Do you remember when you were a kid, and you first learned swear words and you thought it was really funny to just say them all the time? Okay, maybe you didn’t, but I did, and I bet you knew a few kids who did giggle at the mere utterance of an expletive. I was hoping the new Netflix show “History of Swear Words” wouldn’t fall prey to this juvenile impulse, and the show is at its best when it’s not trying too hard to be funny, but sometimes it also seems to think that shouting any given four-letter word at the top of your lungs is twenty-four karat comedy gold.
The series covers exactly what its title suggests, dedicating an episode each to six of the most ubiquitous swear words in modern English- F—, S—, B—-, D—, P—- and D–n. Nick Cage gives his bombastic, over the top narration and the show seems totally conscious of the man’s status as a living meme. Guests fall into two categories- comedians and experts, the former riffing on whatever topic is at hand and the latter offering interesting perspectives from their field of expertise. In my opinion, while the comedians are decent, they’re hit or miss, and the most interesting content comes from the stories and facts presented by the specialists present.
Take the first episode, where the word “F—” is explored, for instance. The beginning explores the flexibility of the word, comparing it to Play-Doh, and the origins of our beloved F-Bomb are explored in detail. They even go so far as to animate and describe an apocryphal origin of the word as being an acronym meaning “Fornication Under Consent of the King”. It’s pretty cute, but some of the humor is ruined by a try-hard F Bomb at the end of the skit. The delivery made me cringe like I was listening to some awkward tween try to be edgy, and it wouldn’t be the last time I wondered if the script was written by someone growing their first facial hairs.
The show is at its best when it’s telling us interesting things and letting the humor arise naturally. Some interesting bits include a story about a congressman named Dick Swett, the potentially racist nature of Parental Advisory labels, the raunchy recordings of Lucille Bogan, and the surprising answer to the question “Which actor has sworn the most in their roles?” It’s really funny to hear about people in Medieval England named “Roger Fuckbythenavele” and “John LeFucker.”
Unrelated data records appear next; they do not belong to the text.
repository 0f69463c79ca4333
//! Contract tests for the HTTP call executor.
//!
//! Verifies request construction (Basic auth, JSON headers, body) and the
//! error taxonomy against a wiremock server.

use catsync_client::{Credential, Executor, Method, PrismApiError, PrismConfig};
use serde_json::json;
use wiremock::matchers::{basic_auth, body_json, header, method, path};
use wiremock::{Mock, MockServer, ResponseTemplate};

fn test_executor(server: &MockServer) -> Executor {
    let cred = Credential::new("admin", "nutanix/4u").unwrap();
    let mut config =
        PrismConfig::with_base_url(&format!("{}/api/nutanix/v3/", server.uri()), cred).unwrap();
    config.timeout_secs = 5;
    Executor::new(&config).unwrap()
}

#[tokio::test]
async fn execute_sends_basic_auth_and_json_headers() {
    let server = MockServer::start().await;

    Mock::given(method("PUT"))
        .and(path("/api/nutanix/v3/categories/Web"))
        .and(basic_auth("admin", "nutanix/4u"))
        .and(header("content-type", "application/json"))
        .and(header("accept", "application/json"))
        .and(body_json(json!({"name": "Web"})))
        .respond_with(ResponseTemplate::new(200).set_body_json(json!({
            "name": "Web",
            "system_defined": false
        })))
        .expect(1)
        .mount(&server)
        .await;

    let exec = test_executor(&server);
    let url = exec.url(&["categories", "Web"]).unwrap();
    let body = exec
        .execute(Method::PUT, url, Some(&json!({"name": "Web"})))
        .await
        .unwrap();
    assert_eq!(body["name"], "Web");
}

#[tokio::test]
async fn structured_error_becomes_api_error() {
    let server = MockServer::start().await;

    Mock::given(method("POST"))
        .and(path("/api/nutanix/v3/vms/list"))
        .respond_with(ResponseTemplate::new(400).set_body_json(json!({
            "api_version": "3.1",
            "code": 400,
            "message_list": [{"details": "bad kind", "reason": "INVALID_REQUEST"}],
            "state": "ERROR"
        })))
        .mount(&server)
        .await;

    let exec = test_executor(&server);
    let url = exec.url(&["vms", "list"]).unwrap();
    let err = exec
        .execute(Method::POST, url, Some(&json!({"kind": "nope"})))
        .await
        .unwrap_err();

    match &err {
        PrismApiError::Api {
            endpoint,
            code,
            message,
        } => {
            assert_eq!(endpoint, "POST vms/list");
            assert_eq!(*code, 400);
            assert!(message.contains("bad kind"));
        }
        other => panic!("expected Api error, got {other:?}"),
    }
    assert!(err.to_string().contains("bad kind"));
}

#[tokio::test]
async fn plain_error_status_is_unexpected_status() {
    let server = MockServer::start().await;

    Mock::given(method("GET"))
        .and(path("/api/nutanix/v3/tasks/abc"))
        .respond_with(ResponseTemplate::new(503).set_body_string("upstream unavailable"))
        .mount(&server)
        .await;

    let exec = test_executor(&server);
    let url = exec.url(&["tasks", "abc"]).unwrap();
    let err = exec.execute(Method::GET, url, None).await.unwrap_err();
    match err {
        PrismApiError::UnexpectedStatus { status, body, .. } => {
            assert_eq!(status, 503);
            assert_eq!(body, "upstream unavailable");
        }
        other => panic!("expected UnexpectedStatus, got {other:?}"),
    }
}

#[tokio::test]
async fn empty_success_body_is_null() {
    let server = MockServer::start().await;

    Mock::given(method("DELETE"))
        .and(path("/api/nutanix/v3/categories/Web/Old"))
        .respond_with(ResponseTemplate::new(204))
        .mount(&server)
        .await;

    let exec = test_executor(&server);
    let url = exec.url(&["categories", "Web", "Old"]).unwrap();
    let body = exec.execute(Method::DELETE, url, None).await.unwrap();
    assert!(body.is_null());
}

#[tokio::test]
async fn non_json_success_body_is_deserialization_error() {
    let server = MockServer::start().await;

    Mock::given(method("GET"))
        .and(path("/api/nutanix/v3/clusters/x"))
        .respond_with(ResponseTemplate::new(200).set_body_string("<html>login</html>"))
        .mount(&server)
        .await;

    let exec = test_executor(&server);
    let url = exec.url(&["clusters", "x"]).unwrap();
    let err = exec.execute(Method::GET, url, None).await.unwrap_err();
    assert!(matches!(err, PrismApiError::Deserialization { .. }));
}

#[tokio::test]
async fn connection_refused_is_transport_error() {
    let cred = Credential::new("admin", "pw").unwrap();
    let mut config = PrismConfig::with_base_url("http://127.0.0.1:1/api/nutanix/v3/", cred).unwrap();
    config.timeout_secs = 2;
    let exec = Executor::new(&config).unwrap();

    let url = exec.url(&["categories", "list"]).unwrap();
    let err = exec
        .execute(Method::POST, url, Some(&json!({"kind": "category"})))
        .await
        .unwrap_err();
    match err {
        PrismApiError::Transport { endpoint, .. } => assert_eq!(endpoint, "POST categories/list"),
        other => panic!("expected Transport error, got {other:?}"),
    }
}
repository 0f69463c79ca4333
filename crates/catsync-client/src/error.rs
//! Prism API client error types.

/// Errors from Prism Central API calls.
///
/// No variant is retried by this crate; every error is meant to abort the
/// caller's run.
#[derive(Debug, thiserror::Error)]
pub enum PrismApiError {
    /// Connection, TLS or timeout failure before a response arrived.
    #[error("HTTP error calling {endpoint}: {source}")]
    Transport {
        endpoint: String,
        source: reqwest::Error,
    },
    /// Prism returned a structured error body (`code` + `message_list`).
    #[error("Prism API {endpoint} returned error {code}: {message}")]
    Api {
        endpoint: String,
        code: i64,
        message: String,
    },
    /// Non-2xx status without a structured error body.
    #[error("Prism API {endpoint} returned {status}: {body}")]
    UnexpectedStatus {
        endpoint: String,
        status: u16,
        body: String,
    },
    /// Response body was not valid JSON.
    #[error("failed to deserialize response from {endpoint}: {source}")]
    Deserialization {
        endpoint: String,
        source: serde_json::Error,
    },
    /// A page of a paginated listing failed.
    #[error("listing {endpoint} failed for payload {payload}: {source}")]
    ListPage {
        endpoint: String,
        payload: String,
        source: Box<PrismApiError>,
    },
    /// Page size must be at least one.
    #[error("page size must be greater than zero")]
    InvalidPageSize,
    /// A server-side task finished unsuccessfully.
    #[error("task {uuid} ended in state {status}: {detail}")]
    TaskFailed {
        uuid: String,
        status: String,
        detail: String,
    },
    /// A server-side task did not finish within the allowed number of polls.
    #[error("task {uuid} still {status} after {polls} polls")]
    TaskTimeout {
        uuid: String,
        status: String,
        polls: u32,
    },
    /// Configuration error.
    #[error("configuration error: {0}")]
    Config(#[from] crate::config::ConfigError),
}

impl PrismApiError {
    /// Whether the error was detected before talking to the server.
    pub fn is_config(&self) -> bool {
        matches!(self, Self::Config(_))
    }

    /// The innermost error, looking through pagination wrappers.
    pub fn root(&self) -> &PrismApiError {
        match self {
            Self::ListPage { source, .. } => source.root(),
            other => other,
        }
    }
}

#[cfg(test)]
mod tests {
    use super::*;
    use crate::config::ConfigError;

    #[test]
    fn config_errors_are_flagged() {
        let err = PrismApiError::from(ConfigError::MissingPassword);
        assert!(err.is_config());
        assert!(err.to_string().contains("password is required"));
    }

    #[test]
    fn client_build_failure_is_a_config_error() {
        let err = PrismApiError::from(ConfigError::ClientBuild("no TLS backend".into()));
        assert!(err.is_config());
        assert!(err.to_string().contains("failed to build HTTP client"));
    }

    #[test]
    fn root_unwraps_list_page() {
        let err = PrismApiError::ListPage {
            endpoint: "POST categories/list".into(),
            payload: r#"{"kind":"category","offset":0,"length":100}"#.into(),
            source: Box::new(PrismApiError::Api {
                endpoint: "POST categories/list".into(),
                code: 400,
                message: "bad kind".into(),
            }),
        };
        assert!(!err.is_config());
        assert!(err.to_string().contains(r#""offset":0"#));
        assert!(matches!(err.root(), PrismApiError::Api { code: 400, .. }));
    }
}
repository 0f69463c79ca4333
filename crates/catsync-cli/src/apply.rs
//! # Provisioning Run
//!
//! Walks the category map from the settings file and makes Prism match it:
//!
//! 1. List existing network security rules (paginated).
//! 2. For each key with at least one value: upsert the key, then each
//!    value, then create one rule per value unless a rule with the same
//!    name already exists.
//!
//! Keys without values are skipped entirely. System categories such as
//! `AppType` are typically listed that way, so their values are managed
//! elsewhere.
//!
//! Calls are strictly sequential and the first failure ends the run.
//! Upserts already applied are not rolled back.

use std::collections::BTreeSet;
use std::time::Duration;

use anyhow::{Context, Result};

use catsync_client::security_rules::SecurityRuleSpec;
use catsync_client::PrismClient;

use crate::logging::LogTag;
use crate::settings::Settings;

/// Counts reported at the end of a run.
#[derive(Debug, Clone, Default, PartialEq, Eq)]
pub struct ApplySummary {
    pub keys_upserted: usize,
    pub keys_skipped: usize,
    pub values_upserted: usize,
    pub rules_created: usize,
    pub rules_existing: usize,
}

/// Provision every category and rule described by `settings`.
pub async fn apply(client: &PrismClient, settings: &Settings) -> Result<ApplySummary> {
    let security = &settings.security;
    let mut summary = ApplySummary::default();

    let existing_rules: BTreeSet<String> = if security.enabled {
        tracing::info!(tag = %LogTag::Step, "listing network security rules");
        let rules = client
            .security_rules()
            .list(settings.page_size)
            .await
            .context("failed to list network security rules")?;
        tracing::info!(tag = %LogTag::Data, count = rules.len(), "existing network security rules");
        rules.into_iter().filter_map(|r| r.name).collect()
    } else {
        BTreeSet::new()
    };

    for (key, values) in &settings.categories {
        if values.is_empty() {
            tracing::warn!(tag = %LogTag::Warning, key = %key, "category has no values, skipping");
            summary.keys_skipped += 1;
            continue;
        }

        tracing::info!(tag = %LogTag::Step, key = %key, values = values.len(), "upserting category");
        client
            .categories()
            .upsert_key(key, None)
            .await
            .with_context(|| format!("failed to upsert category key {key}"))?;
        summary.keys_upserted += 1;

        for (value, description) in values {
            client
                .categories()
                .upsert_value(key, value, description)
                .await
                .with_context(|| format!("failed to upsert category value {key}:{value}"))?;
            summary.values_upserted += 1;
            tracing::info!(tag = %LogTag::Success, key = %key, value = %value, "category value upserted");

            if !security.enabled {
                continue;
            }

            let name = security.rule_name(key, value);
            if existing_rules.contains(&name) {
                tracing::info!(tag = %LogTag::Info, rule = %name, "security rule already exists");
                summary.rules_existing += 1;
                continue;
            }

            let spec = SecurityRuleSpec {
                name: name.clone(),
                description: Some(format!("VMs tagged {key}:{value}")),
                category_key: key.clone(),
                category_value: value.clone(),
                mode: security.mode,
            };
            let created = client
                .security_rules()
                .create(&spec)
                .await
                .with_context(|| format!("failed to create security rule {name}"))?;

            match created.task_uuid {
                Some(task) if security.wait_for_tasks => {
                    tracing::debug!(tag = %LogTag::Debug, rule = %name, task = %task, "waiting for task");
                    client
                        .tasks()
                        .wait(
                            task,
                            Duration::from_secs(security.poll_interval_secs),
                            security.max_polls,
                        )
                        .await
                        .with_context(|| format!("security rule {name} did not complete"))?;
                }
                Some(_) => {}
                None => {
                    tracing::warn!(tag = %LogTag::Warning, rule = %name, "create response carried no task UUID");
                }
            }

            summary.rules_created += 1;
            tracing::info!(tag = %LogTag::Success, rule = %name, mode = %security.mode, "security rule created");
        }
    }

    tracing::info!(
        tag = %LogTag::Sum,
        keys_upserted = summary.keys_upserted,
        keys_skipped = summary.keys_skipped,
        values_upserted = summary.values_upserted,
        rules_created = summary.rules_created,
        rules_existing = summary.rules_existing,
        "run complete"
    );
    Ok(summary)
}
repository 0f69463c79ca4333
//! # catsync-cli — Category and Flow policy provisioning
//!
//! Provides the `catsync` command-line interface: read a YAML settings
//! file, then upsert its categories and their security rules on Prism
//! Central.
//!
//! ```bash
//! catsync --config catsync.yaml
//! catsync --config catsync.yaml --log-file run.log --debug
//! catsync --history
//! ```
//!
//! ## Exit Codes
//!
//! - `0` — run completed.
//! - `1` — settings or credential problem, detected before any request.
//! - `2` — a request failed; earlier upserts stay applied.

pub mod apply;
pub mod history;
pub mod logging;
pub mod settings;

use std::path::Path;

use catsync_client::PrismClient;

use crate::logging::LogTag;
use crate::settings::Settings;

pub const EXIT_OK: u8 = 0;
pub const EXIT_CONFIG: u8 = 1;
pub const EXIT_RUN_FAILED: u8 = 2;

/// Load settings from `config_path` and provision them. Returns the
/// process exit code.
///
/// Runs on a current-thread runtime: requests go out one at a time.
pub fn run(config_path: &Path, env_password: Option<String>) -> u8 {
    let settings = match Settings::load(config_path) {
        Ok(settings) => settings,
        Err(e) => {
            tracing::error!(tag = %LogTag::Error, "{e:#}");
            return EXIT_CONFIG;
        }
    };

    let client = match settings
        .prism_config(env_password)
        .map_err(catsync_client::PrismApiError::from)
        .and_then(|config| PrismClient::new(&config))
    {
        Ok(client) => client,
        Err(e) => {
            tracing::error!(tag = %LogTag::Error, "{e}");
            return EXIT_CONFIG;
        }
    };

    let runtime = match tokio::runtime::Builder::new_current_thread()
        .enable_all()
        .build()
    {
        Ok(runtime) => runtime,
        Err(e) => {
            tracing::error!(tag = %LogTag::Error, "failed to start async runtime: {e}");
            return EXIT_CONFIG;
        }
    };

    tracing::info!(
        tag = %LogTag::Info,
        endpoint = %client.executor().base_url(),
        categories = settings.categories.len(),
        "starting run"
    );

    match runtime.block_on(apply::apply(&client, &settings)) {
        Ok(_) => EXIT_OK,
        Err(e) => {
            tracing::error!(tag = %LogTag::Error, "{e:#}");
            EXIT_RUN_FAILED
        }
    }
}
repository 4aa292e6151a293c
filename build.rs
use vergen_gitcl::{Build, Cargo, Emitter, Gitcl};

fn main() -> Result<(), Box<dyn std::error::Error>> {
    let build = Build::builder().build_timestamp(true).build();
    let cargo = Cargo::builder().build();
    let gitcl = Gitcl::builder().branch(true).sha(true).dirty(true).build();

    Emitter::default()
        .add_instructions(&build)?
        .add_instructions(&cargo)?
        .add_instructions(&gitcl)?
        .emit()?;

    Ok(())
}
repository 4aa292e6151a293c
//! Capability requirement resolution.
//!
//! Given what a request declares it needs — tools, reasoning effort,
//! response format — compute the minimal set of capability tags a candidate
//! model must carry. Pure functions, no I/O.
//!
//! The rules apply independently and their results are unioned:
//!
//! - `reasoning.effort` present → `reasoning` + `reasoning-{effort}`
//! - any tool object whose `type` starts with `web_search` → `online`
//! - any bare-string tool, or tool object with `type == "function"` → `tools`
//! - `response_format` of `json_schema` → `structuredOutput`
//! - otherwise `json_object` → `responseFormat`
//!
//! The requirement vocabulary uses the singular `structuredOutput`; the
//! catalog's browse tag is the plural `structuredOutputs`.
//!
//! An empty request yields an empty set, which matches every model.

use crate::types::{Capability, InvocationNeeds, ReasoningEffort, ResponseFormat, ToolSpec};

/// Compute the capability tags required to serve `needs`.
///
/// The returned set preserves rule order and contains no duplicates.
pub fn required_capabilities(needs: &InvocationNeeds) -> Vec<Capability> {
    let mut required = Vec::new();

    if let Some(reasoning) = &needs.reasoning
        && let Some(effort) = reasoning.effort
    {
        required.push(Capability::Reasoning);
        required.push(effort_capability(effort));
    }

    if let Some(tools) = &needs.tools {
        let wants_web_search = tools.iter().any(|t| match t {
            ToolSpec::Typed { kind, .. } => kind.starts_with("web_search"),
            ToolSpec::Name(_) => false,
        });
        if wants_web_search {
            required.push(Capability::Online);
        }

        let wants_function_calls = tools.iter().any(|t| match t {
            ToolSpec::Name(_) => true,
            ToolSpec::Typed { kind, .. } => kind == "function",
        });
        if wants_function_calls {
            required.push(Capability::Tools);
        }
    }

    match &needs.response_format {
        Some(ResponseFormat::JsonSchema { .. }) => {
            // singular, unlike the catalog's `structuredOutputs`
            required.push(Capability::Other("structuredOutput".to_string()));
        }
        Some(ResponseFormat::JsonObject) => required.push(Capability::ResponseFormat),
        Some(ResponseFormat::Text) | None => {}
    }

    required
}

/// The `reasoning-{effort}` tag for an effort level.
fn effort_capability(effort: ReasoningEffort) -> Capability {
    match effort {
        ReasoningEffort::Low => Capability::ReasoningLow,
        ReasoningEffort::Medium => Capability::ReasoningMedium,
        ReasoningEffort::High => Capability::ReasoningHigh,
    }
}
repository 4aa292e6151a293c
//! Model descriptor and provider identity types.

use serde::{Deserialize, Serialize};

use super::capability::Capability;

/// Upstream provider identity.
///
/// `Other` carries provider labels the crate has no first-class integration
/// for (e.g. third-party hosts surfaced by an aggregator). Keeping unknown
/// labels representable means catalog data never fails to load because a
/// new provider appeared.
#[derive(Debug, Clone, PartialEq, Eq, Hash, Serialize, Deserialize)]
#[serde(from = "String", into = "String")]
pub enum ProviderId {
    OpenAi,
    Anthropic,
    Google,
    DeepSeek,
    OpenRouter,
    Other(String),
}

impl ProviderId {
    /// Canonical lowercase label, as used in catalog data and query strings.
    pub fn as_str(&self) -> &str {
        match self {
            Self::OpenAi => "openai",
            Self::Anthropic => "anthropic",
            Self::Google => "google",
            Self::DeepSeek => "deepseek",
            Self::OpenRouter => "openrouter",
            Self::Other(label) => label,
        }
    }
}

impl From<String> for ProviderId {
    fn from(label: String) -> Self {
        match label.as_str() {
            "openai" => Self::OpenAi,
            "anthropic" => Self::Anthropic,
            "google" => Self::Google,
            "deepseek" => Self::DeepSeek,
            "openrouter" => Self::OpenRouter,
            _ => Self::Other(label),
        }
    }
}

impl From<&str> for ProviderId {
    fn from(label: &str) -> Self {
        Self::from(label.to_string())
    }
}

impl From<ProviderId> for String {
    fn from(id: ProviderId) -> Self {
        id.as_str().to_string()
    }
}

impl std::fmt::Display for ProviderId {
    fn fmt(&self, f: &mut std::fmt::Formatter<'_>) -> std::fmt::Result {
        f.write_str(self.as_str())
    }
}

/// Default invocation parameters attached to a catalog entry.
///
/// All fields are optional — only set fields act as defaults. When a
/// [`ModelHandle`](crate::routing::ModelHandle) is built, they fill unset
/// request slots but never overwrite explicitly-set values.
#[derive(Debug, Clone, Default, PartialEq, Serialize, Deserialize)]
pub struct ModelDefaults {
    #[serde(skip_serializing_if = "Option::is_none")]
    pub temperature: Option<f32>,
    #[serde(skip_serializing_if = "Option::is_none")]
    pub top_p: Option<f32>,
    #[serde(skip_serializing_if = "Option::is_none")]
    pub max_tokens: Option<usize>,
    #[serde(skip_serializing_if = "Option::is_none")]
    pub seed: Option<u64>,
}

impl ModelDefaults {
    /// True if no defaults are set.
    pub fn is_empty(&self) -> bool {
        self.temperature.is_none()
            && self.top_p.is_none()
            && self.max_tokens.is_none()
            && self.seed.is_none()
    }
}

/// One invocable model known to the catalog.
#[derive(Debug, Clone, Serialize, Deserialize)]
pub struct ModelDescriptor {
    /// Canonical upstream identifier (e.g. "gpt-4o-2024-08-06").
    pub id: String,
    /// Short human name (e.g. "gpt-4o"), if the id is a dated variant.
    #[serde(default, skip_serializing_if = "Option::is_none")]
    pub alias: Option<String>,
    /// Provider that serves this model.
    pub provider: ProviderId,
    /// Organization/vendor label. May differ from the provider for
    /// third-party hosted models.
    pub author: String,
    /// Capability tags this model supports.
    #[serde(default)]
    pub capabilities: Vec<Capability>,
    /// Default invocation parameters.
    #[serde(default, skip_serializing_if = "ModelDefaults::is_empty")]
    pub defaults: ModelDefaults,
}

impl ModelDescriptor {
    /// Create a descriptor with required fields.
    pub fn new(
        id: impl Into<String>,
        provider: impl Into<ProviderId>,
        author: impl Into<String>,
    ) -> Self {
        Self {
            id: id.into(),
            alias: None,
            provider: provider.into(),
            author: author.into(),
            capabilities: Vec::new(),
            defaults: ModelDefaults::default(),
        }
    }

    /// Set the short alias.
    pub fn with_alias(mut self, alias: impl Into<String>) -> Self {
        self.alias = Some(alias.into());
        self
    }

    /// Add a capability tag. Capabilities are a set: duplicates are ignored.
    pub fn with_capability(mut self, cap: Capability) -> Self {
        if !self.capabilities.contains(&cap) {
            self.capabilities.push(cap);
        }
        self
    }

    /// Whether this model carries the given capability tag.
    pub fn has_capability(&self, cap: &Capability) -> bool {
        self.capabilities.contains(cap)
    }

    /// Short name for listings: the alias when one exists, else the id.
    pub fn display_name(&self) -> &str {
        self.alias.as_deref().unwrap_or(&self.id)
    }
}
History of Swear Words makes a great case for the usage of our dear four-letter words, citing their importance in expression and the power they hold that no other words do. They can be important in art, everyday conversation and even in politics. I’d like to cite one of my favorite instances of swearing in history: in his Inferno,the Italian poet Dante Alighieri describes the flatterers in Hell as being “immersed in boiling s—.” (He obviously uses the Italian equivalent, merda.) If one of the greatest poets to have ever lived found it appropriate to use, it tells me that sometimes there really are no better words to use.